* WHAT YOU SHOULD DO *
The exercise calls for every entry that follows to be repeated exactly.

* Dataset items *

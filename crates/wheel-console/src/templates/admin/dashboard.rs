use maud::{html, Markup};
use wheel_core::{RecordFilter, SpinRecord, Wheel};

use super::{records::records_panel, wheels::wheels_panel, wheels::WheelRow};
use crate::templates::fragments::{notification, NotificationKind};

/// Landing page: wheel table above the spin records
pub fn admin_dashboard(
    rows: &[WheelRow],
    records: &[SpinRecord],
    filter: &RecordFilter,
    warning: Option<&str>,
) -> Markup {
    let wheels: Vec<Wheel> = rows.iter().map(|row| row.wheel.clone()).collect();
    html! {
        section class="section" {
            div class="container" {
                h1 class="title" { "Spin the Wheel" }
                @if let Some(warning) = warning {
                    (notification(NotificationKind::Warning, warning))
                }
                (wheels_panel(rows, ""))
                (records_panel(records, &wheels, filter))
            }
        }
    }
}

* SOLUTION FOR THIS TASK *
filename crates/wheel-console/src/templates/admin/dashboard.rs
use maud::{html, Markup};
use wheel_core::{RecordFilter, SpinRecord, Wheel};

use super::{records::records_panel, wheels::wheels_panel, wheels::WheelRow};
use crate::templates::fragments::{notification, NotificationKind};

/// Landing page: wheel table above the spin records
pub fn admin_dashboard(
    rows: &[WheelRow],
    records: &[SpinRecord],
    filter: &RecordFilter,
    warning: Option<&str>,
) -> Markup {
    let wheels: Vec<Wheel> = rows.iter().map(|row| row.wheel.clone()).collect();
    html! {
        section class="section" {
            div class="container" {
                h1 class="title" { "Spin the Wheel" }
                @if let Some(warning) = warning {
                    (notification(NotificationKind::Warning, warning))
                }
                (wheels_panel(rows, ""))
                (records_panel(records, &wheels, filter))
            }
        }
    }
}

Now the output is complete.